We’d met up earlier that morning at Weitz’s rented house in Buenos Aires’ hip Palermo district, with its trendy restaurants, corner cafés, and cobbled streets, hopped in his chauffeured Camry, and drove an hour out of town to set, during which time I peppered him with questions about his 20-year career. Weitz has imagined almost every movie genre starting with the iconic coming-of-age sex comedy, American Pie, which he produced and directed with his brother Paul. Their follow-up, About A Boy (they cowrote and codirected), placed them among the best screenwriters of their generation and garnered an Oscar nomination. Since then he’s directed fantasy popcorn (New Moon) and channeled his inner Star Wars geek to cowrite a smash hit franchise spin-off in Rogue One. In between he published three young-adult novels in a post-apocalyptic trilogy, and contemplated ditching Hollywood “to do something a bit more useful,” he said. Makes sense for a man who sits on the board of Homeboy Industries and is a sucker for the radical inclusiveness of Burning Man, where he met his wife, Mercedes Martinez. This was his first turn at the helm of a major studio movie in six years.
As soon as we arrived on the Argentine air force base doubling as Ezeiza, he was whisked away by production designer David Brisbin (Drugstore Cowboy, New Moon) and prop master Ellen Freund (Mad Men) to approve the throwback terminal and control tower. A bit later he was greeted by the base’s real-life commandant, distinguished in his flight suit, who invited him to a pig roast the following evening. His invitation sounded more like an order, but in each instance Weitz was gracious and unflappable, because, when it comes to making movies, he has seen it all.
‘Every feature film is, in some ways, a lie,’ said director Chris Weitz as he sipped his fourth double espresso.
Weitz was raised around the business. His grandfather Paul Kohner was a prominent agent and producer who married Mexican-born actress Lupita Tovar. Their daughter, Susan, Weitz’s mother, also became an actress, who won two Golden Globes and was nominated for an Oscar for the 1959 film Imitation of Life. The brothers Weitz grew up in New York City, but visited their grandparents in L.A. often. That meant attending sprawling Bel Air dinners with scions of Old Hollywood, John Huston and Ingmar Bergman among them, but the reason MGM’s Jonathan Glickman hired Weitz for Operation Finale was because of his father’s history.

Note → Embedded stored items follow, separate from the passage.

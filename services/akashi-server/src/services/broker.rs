use std::collections::HashMap;
use std::sync::RwLock;
use std::time::Duration;

use serde::Deserialize;
use sqlx::postgres::PgListener;
use tokio::sync::{mpsc, watch};
use tracing::{debug, info, warn};
use uuid::Uuid;

/// Channels the broker listens on.
pub const DECISIONS_CHANNEL: &str = "akashi_decisions";
pub const CONFLICTS_CHANNEL: &str = "akashi_conflicts";

/// Per-subscriber buffer depth. A subscriber that falls this far behind
/// loses events rather than stalling the fan-out loop.
const SUBSCRIBER_BUFFER: usize = 64;

#[derive(Debug, Clone)]
pub struct BrokerEvent {
    pub channel: String,
    pub payload: String,
}

struct Subscriber {
    id: Uuid,
    tx: mpsc::Sender<BrokerEvent>,
}

#[derive(Debug, Deserialize)]
struct OrgEnvelope {
    org_id: Uuid,
}

/// Bridges Postgres LISTEN/NOTIFY to per-organization subscriber channels.
/// Fan-out happens under the read lock; register/unregister take the write
/// lock.
pub struct NotificationBroker {
    subscribers: RwLock<HashMap<Uuid, Vec<Subscriber>>>,
}

impl NotificationBroker {
    pub fn new() -> Self {
        Self {
            subscribers: RwLock::new(HashMap::new()),
        }
    }

    /// Register a subscriber for one organization. The zero UUID is a
    /// legitimate org in single-tenant deployments.
    pub fn subscribe(&self, org_id: Uuid) -> (Uuid, mpsc::Receiver<BrokerEvent>) {
        let (tx, rx) = mpsc::channel(SUBSCRIBER_BUFFER);
        let id = Uuid::new_v4();
        let mut subscribers = self
            .subscribers
            .write()
            .unwrap_or_else(|poisoned| poisoned.into_inner());
        subscribers
            .entry(org_id)
            .or_default()
            .push(Subscriber { id, tx });
        debug!(%org_id, subscriber = %id, "subscriber registered");
        (id, rx)
    }

    pub fn unsubscribe(&self, org_id: Uuid, subscriber_id: Uuid) {
        let mut subscribers = self
            .subscribers
            .write()
            .unwrap_or_else(|poisoned| poisoned.into_inner());
        if let Some(list) = subscribers.get_mut(&org_id) {
            list.retain(|s| s.id != subscriber_id);
            if list.is_empty() {
                subscribers.remove(&org_id);
            }
        }
        debug!(%org_id, subscriber = %subscriber_id, "subscriber removed");
    }

    pub fn subscriber_count(&self, org_id: Uuid) -> usize {
        self.subscribers
            .read()
            .unwrap_or_else(|poisoned| poisoned.into_inner())
            .get(&org_id)
            .map(|l| l.len())
            .unwrap_or(0)
    }

    /// Route one notification payload. Payloads whose org cannot be parsed
    /// are dropped so they can never leak to another tenant; full subscriber
    /// buffers lose the event.
    pub fn publish(&self, channel: &str, payload: &str) {
        let org_id = match serde_json::from_str::<OrgEnvelope>(payload) {
            Ok(envelope) => envelope.org_id,
            Err(e) => {
                warn!(channel, error = %e, "dropping notification without parseable org_id");
                return;
            }
        };

        let subscribers = self
            .subscribers
            .read()
            .unwrap_or_else(|poisoned| poisoned.into_inner());
        let Some(list) = subscribers.get(&org_id) else {
            return;
        };
        for subscriber in list {
            let event = BrokerEvent {
                channel: channel.to_string(),
                payload: payload.to_string(),
            };
            if let Err(e) = subscriber.tx.try_send(event) {
                debug!(%org_id, subscriber = %subscriber.id, error = %e, "subscriber lost event");
            }
        }
    }

    /// Background loop: LISTEN on both channels and fan incoming payloads
    /// out to subscribers until shutdown.
    pub async fn run(
        &self,
        database_url: String,
        mut shutdown: watch::Receiver<bool>,
    ) {
        loop {
            if *shutdown.borrow() {
                return;
            }

            let mut listener = match PgListener::connect(&database_url).await {
                Ok(listener) => listener,
                Err(e) => {
                    warn!(error = %e, "broker failed to connect; retrying");
                    tokio::time::sleep(Duration::from_secs(1)).await;
                    continue;
                }
            };
            if let Err(e) = listener
                .listen_all([DECISIONS_CHANNEL, CONFLICTS_CHANNEL])
                .await
            {
                warn!(error = %e, "broker failed to LISTEN; retrying");
                tokio::time::sleep(Duration::from_secs(1)).await;
                continue;
            }
            info!("notification broker listening");

            loop {
                tokio::select! {
                    notification = listener.recv() => {
                        match notification {
                            Ok(n) => self.publish(n.channel(), n.payload()),
                            Err(e) => {
                                warn!(error = %e, "broker connection lost; reconnecting");
                                break;
                            }
                        }
                    }
                    changed = shutdown.changed() => {
                        if changed.is_err() || *shutdown.borrow() {
                            info!("notification broker stopped");
                            return;
                        }
                    }
                }
            }
        }
    }
}

impl Default for NotificationBroker {
    fn default() -> Self {
        Self::new()
    }
}

/// Frame a broker event for the wire per the SSE spec: every payload line
/// gets its own `data: ` prefix and the event ends with a blank line.
pub fn format_sse(event: &BrokerEvent) -> String {
    let mut out = format!("event: {}\n", event.channel);
    for line in event.payload.split('\n') {
        out.push_str("data: ");
        out.push_str(line);
        out.push('\n');
    }
    out.push('\n');
    out
}

#[cfg(test)]
mod tests {
    use super::*;

    fn payload(org: Uuid) -> String {
        format!(r#"{{"org_id":"{}","decision_id":"{}"}}"#, org, Uuid::new_v4())
    }

    #[tokio::test]
    async fn events_reach_only_matching_org() {
        let broker = NotificationBroker::new();
        let org_a = Uuid::new_v4();
        let org_b = Uuid::new_v4();
        let (_id_a, mut rx_a) = broker.subscribe(org_a);
        let (_id_b, mut rx_b) = broker.subscribe(org_b);

        broker.publish(DECISIONS_CHANNEL, &payload(org_a));

        let event = rx_a.try_recv().unwrap();
        assert_eq!(event.channel, DECISIONS_CHANNEL);
        assert!(rx_b.try_recv().is_err());
    }

    #[tokio::test]
    async fn malformed_payload_is_dropped_for_everyone() {
        let broker = NotificationBroker::new();
        let org = Uuid::new_v4();
        let (_id, mut rx) = broker.subscribe(org);

        broker.publish(DECISIONS_CHANNEL, "not json at all");
        broker.publish(DECISIONS_CHANNEL, r#"{"no_org":"here"}"#);

        assert!(rx.try_recv().is_err());
    }

    #[tokio::test]
    async fn zero_uuid_org_receives_events() {
        let broker = NotificationBroker::new();
        let (_id, mut rx) = broker.subscribe(Uuid::nil());

        broker.publish(CONFLICTS_CHANNEL, &payload(Uuid::nil()));

        assert_eq!(rx.try_recv().unwrap().channel, CONFLICTS_CHANNEL);
    }

    #[tokio::test]
    async fn slow_subscriber_loses_events_without_blocking() {
        let broker = NotificationBroker::new();
        let org = Uuid::new_v4();
        let (_id, mut rx) = broker.subscribe(org);

        for _ in 0..(SUBSCRIBER_BUFFER + 10) {
            broker.publish(DECISIONS_CHANNEL, &payload(org));
        }

        // The buffer holds exactly its depth; the overflow was dropped.
        let mut received = 0;
        while rx.try_recv().is_ok() {
            received += 1;
        }
        assert_eq!(received, SUBSCRIBER_BUFFER);
    }

    #[tokio::test]
    async fn unsubscribe_closes_the_channel() {
        let broker = NotificationBroker::new();
        let org = Uuid::new_v4();
        let (id, mut rx) = broker.subscribe(org);
        assert_eq!(broker.subscriber_count(org), 1);

        broker.unsubscribe(org, id);
        assert_eq!(broker.subscriber_count(org), 0);
        assert!(matches!(
            rx.try_recv(),
            Err(mpsc::error::TryRecvError::Disconnected)
        ));
    }

    #[test]
    fn sse_framing_prefixes_every_line() {
        let event = BrokerEvent {
            channel: DECISIONS_CHANNEL.to_string(),
            payload: "{\"org_id\":\"x\",\n\"note\":\"multi\nline\"}".to_string(),
        };
        let framed = format_sse(&event);
        assert_eq!(
            framed,
            "event: akashi_decisions\ndata: {\"org_id\":\"x\",\ndata: \"note\":\"multi\ndata: line\"}\n\n"
        );
    }
}
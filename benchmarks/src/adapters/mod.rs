use crate::result::BenchmarkResult;

// Re-export adapters
pub mod payload_hashing;
pub mod significance_gating;
pub mod verdict_parsing;

/// Trait representing a benchmarkable target
pub trait BenchTarget {
    /// Returns the unique identifier for this benchmark target
    fn id(&self) -> String;

    /// Executes the benchmark and returns the result
    fn run(&self) -> BenchmarkResult;
}

/// Registry of all available benchmark targets
pub fn all_targets() -> Vec<Box<dyn BenchTarget>> {
    vec![
        Box::new(verdict_parsing::VerdictParsingBench),
        Box::new(payload_hashing::PayloadHashingBench),
        Box::new(significance_gating::SignificanceGatingBench),
    ]
}

#[cfg(test)]
mod tests {
    use super::*;

    #[test]
    fn test_all_targets_count() {
        let targets = all_targets();
        assert_eq!(targets.len(), 3);
    }

    #[test]
    fn test_all_targets_unique_ids() {
        let targets = all_targets();
        let ids: Vec<String> = targets.iter().map(|t| t.id()).collect();
        let unique_ids: std::collections::HashSet<_> = ids.iter().collect();
        assert_eq!(ids.len(), unique_ids.len(), "All target IDs should be unique");
    }
}
use actix_web::{get, post, web, HttpResponse};
use akashi_common::{validation, AppError, HttpError, RequestMeta};
use akashi_models::{ConflictStatus, MutationAudit, Role};
use chrono::{DateTime, Utc};
use serde::{Deserialize, Serialize};
use sqlx::PgPool;
use uuid::Uuid;

use crate::middleware::Identity;
use crate::services::audit;
use crate::services::authz;

#[derive(Debug, Deserialize)]
pub struct ConflictQuery {
    pub status: Option<String>,
    pub limit: Option<i64>,
    pub offset: Option<i64>,
}

#[derive(Debug, Deserialize)]
#[serde(deny_unknown_fields)]
pub struct ConflictStatusRequest {
    pub status: String,
}

/// Conflict row joined with both decisions' agent ids, which the auth filter
/// needs: a caller must be able to read both sides.
#[derive(Debug, Serialize, sqlx::FromRow)]
pub struct ConflictView {
    pub id: Uuid,
    pub org_id: Uuid,
    pub decision_a_id: Uuid,
    pub decision_b_id: Uuid,
    pub agent_a: String,
    pub agent_b: String,
    pub conflict_kind: String,
    pub scoring_method: String,
    pub relationship: String,
    pub category: String,
    pub severity: String,
    pub explanation: String,
    pub confidence_weight: f64,
    pub temporal_decay: f64,
    pub status: String,
    pub created_at: DateTime<Utc>,
}

const CONFLICT_VIEW_SQL: &str = r#"
    SELECT c.id, c.org_id, c.decision_a_id, c.decision_b_id,
           da.agent_id AS agent_a, db.agent_id AS agent_b,
           c.conflict_kind, c.scoring_method, c.relationship, c.category,
           c.severity, c.explanation, c.confidence_weight, c.temporal_decay,
           c.status, c.created_at
    FROM decision_conflicts c
    JOIN decisions da ON da.id = c.decision_a_id
    JOIN decisions db ON db.id = c.decision_b_id
"#;

#[get("/v1/conflicts")]
pub async fn list_conflicts(
    meta: RequestMeta,
    identity: Identity,
    pool: web::Data<PgPool>,
    query: web::Query<ConflictQuery>,
) -> Result<HttpResponse, HttpError> {
    let claims = identity.0;
    let limit = validation::clamp_limit(query.limit);
    let offset = validation::clamp_offset(query.offset);

    if let Some(ref status) = query.status {
        if status.parse::<ConflictStatus>().is_err() {
            return Err(meta.fail(AppError::Validation(
                "status must be open, resolved, or dismissed".to_string(),
            )));
        }
    }

    let granted = authz::load_granted_set(pool.get_ref(), &claims)
        .await
        .map_err(|e| meta.fail(e))?;
    if granted.is_empty() {
        return Ok(meta.ok(serde_json::json!({
            "conflicts": [],
            "limit": limit,
            "offset": offset,
        })));
    }

    let sql = format!(
        "{CONFLICT_VIEW_SQL} WHERE c.org_id = $1 AND ($2::text IS NULL OR c.status = $2) \
         ORDER BY c.created_at DESC LIMIT $3 OFFSET $4"
    );
    let rows: Vec<ConflictView> = sqlx::query_as(&sql)
        .bind(claims.org_id)
        .bind(&query.status)
        .bind(limit)
        .bind(offset)
        .fetch_all(pool.get_ref())
        .await
        .map_err(|e| meta.fail(e))?;

    let conflicts: Vec<ConflictView> = rows
        .into_iter()
        .filter(|c| granted.allows_pair(&c.agent_a, &c.agent_b))
        .collect();

    Ok(meta.ok(serde_json::json!({
        "conflicts": conflicts,
        "limit": limit,
        "offset": offset,
    })))
}

/// Move an open conflict to resolved or dismissed.
#[post("/v1/conflicts/{conflict_id}/status")]
pub async fn update_conflict_status(
    meta: RequestMeta,
    identity: Identity,
    pool: web::Data<PgPool>,
    path: web::Path<Uuid>,
    body: web::Json<ConflictStatusRequest>,
) -> Result<HttpResponse, HttpError> {
    let claims = identity.0;
    let conflict_id = path.into_inner();
    claims.require(Role::Agent).map_err(|e| meta.fail(e))?;

    let new_status = body
        .status
        .parse::<ConflictStatus>()
        .ok()
        .filter(|s| matches!(s, ConflictStatus::Resolved | ConflictStatus::Dismissed))
        .ok_or_else(|| {
            meta.fail(AppError::Validation(
                "status must be 'resolved' or 'dismissed'".to_string(),
            ))
        })?;

    let sql = format!("{CONFLICT_VIEW_SQL} WHERE c.id = $1 AND c.org_id = $2");
    let conflict: Option<ConflictView> = sqlx::query_as(&sql)
        .bind(conflict_id)
        .bind(claims.org_id)
        .fetch_optional(pool.get_ref())
        .await
        .map_err(|e| meta.fail(e))?;
    let conflict =
        conflict.ok_or_else(|| meta.fail(AppError::NotFound("conflict not found".to_string())))?;

    let granted = authz::load_granted_set(pool.get_ref(), &claims)
        .await
        .map_err(|e| meta.fail(e))?;
    if !granted.allows_pair(&conflict.agent_a, &conflict.agent_b) {
        return Err(meta.fail(AppError::Forbidden(
            "no access to both sides of this conflict".to_string(),
        )));
    }

    let result: Result<(), AppError> = async {
        let mut tx = pool.begin().await?;
        sqlx::query(
            "UPDATE decision_conflicts SET status = $3 WHERE id = $1 AND org_id = $2",
        )
        .bind(conflict_id)
        .bind(claims.org_id)
        .bind(new_status.to_string())
        .execute(&mut *tx)
        .await?;

        audit::record_in_tx(
            &mut tx,
            &MutationAudit {
                request_id: Some(meta.request_id.clone()),
                org_id: claims.org_id,
                actor_agent_id: claims.agent_id.clone(),
                actor_role: claims.role.to_string(),
                method: "POST".to_string(),
                endpoint: "/v1/conflicts/{conflict_id}/status".to_string(),
                operation: "update_conflict_status".to_string(),
                resource_type: "conflict".to_string(),
                resource_id: Some(conflict_id.to_string()),
                before_state: Some(serde_json::json!({"status": conflict.status})),
                after_state: Some(serde_json::json!({"status": new_status.to_string()})),
                metadata: serde_json::json!({}),
            },
        )
        .await?;
        tx.commit().await?;
        Ok(())
    }
    .await;

    match result {
        Ok(()) => Ok(meta.ok(serde_json::json!({
            "id": conflict_id,
            "status": new_status.to_string(),
        }))),
        Err(e) => Err(meta.fail(e)),
    }
}

pub fn configure(cfg: &mut web::ServiceConfig) {
    cfg.service(list_conflicts).service(update_conflict_status);
}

John Weitz was 10 when Adolf Hitler was declared Chancellor of Germany in 1933. Part of a wealthy Jewish family, he was sent from Berlin to St. Paul’s School in London, where he would stay until 1938 when the rest of his family finally fled Nazi Germany. Together they made their way to the United States. Weitz joined the army in 1943, and as a well-educated native German speaker, matriculated into the Office for Strategic Services (OSS), a predecessor to the CIA. In late April 1945, John Weitz was part of the team that liberated Dachau, the notorious death camp, and became one of the first Allied soldiers to see the horrors of the Holocaust firsthand. He shared what he witnessed with a few close friends in a series of letters, but he never told his grisly war stories to his sons.
“When I think about it now,” Weitz said of his father, “it’s quite likely that he had some kind of PTSD. He never slept very well. He was tightly wrapped.”
After retiring from a successful career in New York fashion, John Weitz began writing biographies of Nazis, including one of the Minister of Economics under Hitler, Hjalmar Schacht, as if Nazism was a riddle he was still trying to solve. When Chris returned home for the summers while earning his degree at Cambridge, he was dispatched to the main branch of the New York Public Library to help with research. That meant poring over giant leather-bound catalogs in search of obscure German diplomatic histories. He’d frequently return to his father’s study with photocopies of entire books in hand.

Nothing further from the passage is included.